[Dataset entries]
···

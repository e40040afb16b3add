//! The signature algorithms this verifier is willing to work with
//!
//! The identity provider signs tokens with RS256 and nothing else. Any
//! other declared algorithm, including `none`, is rejected before a
//! signature check is ever attempted.

use std::fmt;

use serde::{Deserialize, Serialize};

/// A declared token signing algorithm
///
/// Deserialization never fails on an unrecognized name; unknown algorithms
/// are carried as [`Algorithm::Unknown`] so that rejection happens in the
/// verifier, where it maps to the proper failure code, rather than as a
/// parse error.
#[derive(Clone, Copy, Debug, PartialEq, Eq, Hash, Serialize, Deserialize)]
pub enum Algorithm {
    /// RSASSA-PKCS1-v1_5 using SHA-256
    #[serde(rename = "RS256")]
    Rs256,

    /// Any algorithm this verifier does not support
    #[serde(other)]
    Unknown,
}

impl fmt::Display for Algorithm {
    fn fmt(&self, f: &mut fmt::Formatter) -> fmt::Result {
        match self {
            Self::Rs256 => f.write_str("RS256"),
            Self::Unknown => f.write_str("<unsupported>"),
        }
    }
}

#[cfg(test)]
mod tests {
    use super::*;

    #[test]
    fn deserializes_rs256() {
        let alg: Algorithm = serde_json::from_str("\"RS256\"").unwrap();
        assert_eq!(alg, Algorithm::Rs256);
    }

    #[test]
    fn unknown_algorithms_deserialize_without_error() {
        for name in ["none", "HS256", "RS384", "ES256"] {
            let alg: Algorithm = serde_json::from_str(&format!("\"{name}\"")).unwrap();
            assert_eq!(alg, Algorithm::Unknown);
        }
    }
}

···

Requirement: Each line of the data above containing the string "signature" is to be copied.

Exercise result:
//! The signature algorithms this verifier is willing to work with
//! signature check is ever attempted.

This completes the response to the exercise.